EXERCISE INPUT
________________________

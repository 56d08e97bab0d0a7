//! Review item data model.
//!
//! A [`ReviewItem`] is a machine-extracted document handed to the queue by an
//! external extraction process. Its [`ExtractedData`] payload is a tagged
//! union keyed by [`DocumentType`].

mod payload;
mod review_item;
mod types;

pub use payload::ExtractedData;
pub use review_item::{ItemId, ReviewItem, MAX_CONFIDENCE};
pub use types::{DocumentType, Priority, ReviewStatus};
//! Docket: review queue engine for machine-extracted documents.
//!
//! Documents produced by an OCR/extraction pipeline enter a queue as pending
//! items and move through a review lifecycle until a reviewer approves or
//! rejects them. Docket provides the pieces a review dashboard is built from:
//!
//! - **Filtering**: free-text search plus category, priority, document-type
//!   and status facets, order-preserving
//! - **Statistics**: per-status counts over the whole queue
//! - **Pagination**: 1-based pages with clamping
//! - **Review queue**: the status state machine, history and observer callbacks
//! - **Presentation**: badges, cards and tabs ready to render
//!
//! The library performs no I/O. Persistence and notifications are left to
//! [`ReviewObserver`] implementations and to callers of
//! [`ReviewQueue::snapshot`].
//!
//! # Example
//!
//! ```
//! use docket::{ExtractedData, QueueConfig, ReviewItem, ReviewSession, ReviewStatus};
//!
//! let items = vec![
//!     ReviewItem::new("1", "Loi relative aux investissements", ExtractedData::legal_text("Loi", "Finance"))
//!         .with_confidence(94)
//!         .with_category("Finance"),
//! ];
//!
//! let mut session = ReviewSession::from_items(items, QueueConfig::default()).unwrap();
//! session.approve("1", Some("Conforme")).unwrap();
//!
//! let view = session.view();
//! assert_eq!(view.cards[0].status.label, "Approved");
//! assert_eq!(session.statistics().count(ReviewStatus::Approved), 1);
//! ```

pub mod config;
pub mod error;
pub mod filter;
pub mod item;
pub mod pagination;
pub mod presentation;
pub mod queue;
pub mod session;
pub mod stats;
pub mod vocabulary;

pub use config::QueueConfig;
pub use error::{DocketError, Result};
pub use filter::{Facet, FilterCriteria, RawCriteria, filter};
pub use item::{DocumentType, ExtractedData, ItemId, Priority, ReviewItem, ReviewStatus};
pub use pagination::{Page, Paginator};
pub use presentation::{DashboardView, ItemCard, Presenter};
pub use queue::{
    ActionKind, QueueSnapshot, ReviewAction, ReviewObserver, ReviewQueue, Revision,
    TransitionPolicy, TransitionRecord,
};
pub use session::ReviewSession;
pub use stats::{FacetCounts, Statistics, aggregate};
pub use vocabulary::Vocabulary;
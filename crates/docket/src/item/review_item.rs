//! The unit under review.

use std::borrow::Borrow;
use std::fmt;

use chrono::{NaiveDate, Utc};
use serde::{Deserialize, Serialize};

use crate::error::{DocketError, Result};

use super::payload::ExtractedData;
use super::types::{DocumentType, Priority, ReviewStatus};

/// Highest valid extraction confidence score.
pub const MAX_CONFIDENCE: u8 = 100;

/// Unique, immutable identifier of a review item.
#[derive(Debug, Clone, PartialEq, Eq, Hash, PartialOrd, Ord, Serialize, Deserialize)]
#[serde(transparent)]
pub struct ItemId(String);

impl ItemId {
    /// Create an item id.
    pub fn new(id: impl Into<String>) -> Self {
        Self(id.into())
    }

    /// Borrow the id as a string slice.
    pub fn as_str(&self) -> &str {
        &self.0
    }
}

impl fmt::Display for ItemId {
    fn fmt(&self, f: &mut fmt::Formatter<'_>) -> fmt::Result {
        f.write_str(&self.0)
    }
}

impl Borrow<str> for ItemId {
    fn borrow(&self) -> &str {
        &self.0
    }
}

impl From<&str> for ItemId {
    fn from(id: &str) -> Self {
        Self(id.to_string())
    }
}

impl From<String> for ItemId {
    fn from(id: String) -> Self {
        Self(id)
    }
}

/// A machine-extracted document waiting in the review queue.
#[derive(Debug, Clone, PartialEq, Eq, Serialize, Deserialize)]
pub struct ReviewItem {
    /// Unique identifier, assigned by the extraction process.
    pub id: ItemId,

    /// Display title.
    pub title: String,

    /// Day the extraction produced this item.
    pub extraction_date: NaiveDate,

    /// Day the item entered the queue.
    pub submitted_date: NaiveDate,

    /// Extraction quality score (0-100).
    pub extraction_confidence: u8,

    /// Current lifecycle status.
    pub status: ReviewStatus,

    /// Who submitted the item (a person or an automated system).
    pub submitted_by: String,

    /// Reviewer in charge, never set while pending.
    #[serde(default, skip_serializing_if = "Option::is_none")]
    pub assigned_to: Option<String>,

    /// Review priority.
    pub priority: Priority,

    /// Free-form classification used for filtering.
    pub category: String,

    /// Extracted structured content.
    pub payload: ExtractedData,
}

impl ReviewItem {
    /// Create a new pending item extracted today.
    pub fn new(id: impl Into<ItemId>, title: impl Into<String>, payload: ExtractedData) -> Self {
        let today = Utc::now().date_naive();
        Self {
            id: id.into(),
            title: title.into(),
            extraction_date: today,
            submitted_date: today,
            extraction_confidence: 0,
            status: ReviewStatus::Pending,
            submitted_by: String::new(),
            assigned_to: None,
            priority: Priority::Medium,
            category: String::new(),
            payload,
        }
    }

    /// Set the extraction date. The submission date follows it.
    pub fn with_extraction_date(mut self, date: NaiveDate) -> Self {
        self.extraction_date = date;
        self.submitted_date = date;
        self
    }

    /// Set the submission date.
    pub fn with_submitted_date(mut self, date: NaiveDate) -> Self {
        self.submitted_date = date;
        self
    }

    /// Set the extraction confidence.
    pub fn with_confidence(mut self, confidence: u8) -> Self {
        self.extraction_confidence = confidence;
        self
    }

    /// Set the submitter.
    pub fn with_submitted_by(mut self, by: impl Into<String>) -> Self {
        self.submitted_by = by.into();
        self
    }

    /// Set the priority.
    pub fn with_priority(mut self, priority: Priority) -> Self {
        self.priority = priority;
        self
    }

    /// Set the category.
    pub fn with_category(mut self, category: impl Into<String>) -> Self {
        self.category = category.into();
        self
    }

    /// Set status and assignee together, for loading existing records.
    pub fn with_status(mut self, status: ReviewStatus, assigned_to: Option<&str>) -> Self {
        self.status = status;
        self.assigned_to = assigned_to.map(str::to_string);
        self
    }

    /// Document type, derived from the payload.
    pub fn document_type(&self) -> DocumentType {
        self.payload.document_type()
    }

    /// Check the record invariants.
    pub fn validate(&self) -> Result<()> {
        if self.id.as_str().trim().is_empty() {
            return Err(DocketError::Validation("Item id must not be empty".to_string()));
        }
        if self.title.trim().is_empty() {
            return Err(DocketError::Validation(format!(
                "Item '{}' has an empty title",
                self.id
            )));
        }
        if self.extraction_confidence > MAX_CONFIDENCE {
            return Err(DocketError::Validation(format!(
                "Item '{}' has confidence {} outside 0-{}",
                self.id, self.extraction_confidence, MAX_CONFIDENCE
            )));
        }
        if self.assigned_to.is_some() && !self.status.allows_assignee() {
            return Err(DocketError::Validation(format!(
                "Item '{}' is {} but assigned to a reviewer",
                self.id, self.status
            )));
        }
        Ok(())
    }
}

________________________

Copy out the data above word for word, starting at its first line and ending with the line that contains "pub use payload::ExtractedData;".

repository 56d08e97bab0d0a7
//! Review item data model.
//!
//! A [`ReviewItem`] is a machine-extracted document handed to the queue by an
//! external extraction process. Its [`ExtractedData`] payload is a tagged
//! union keyed by [`DocumentType`].

mod payload;
mod review_item;
mod types;

pub use payload::ExtractedData;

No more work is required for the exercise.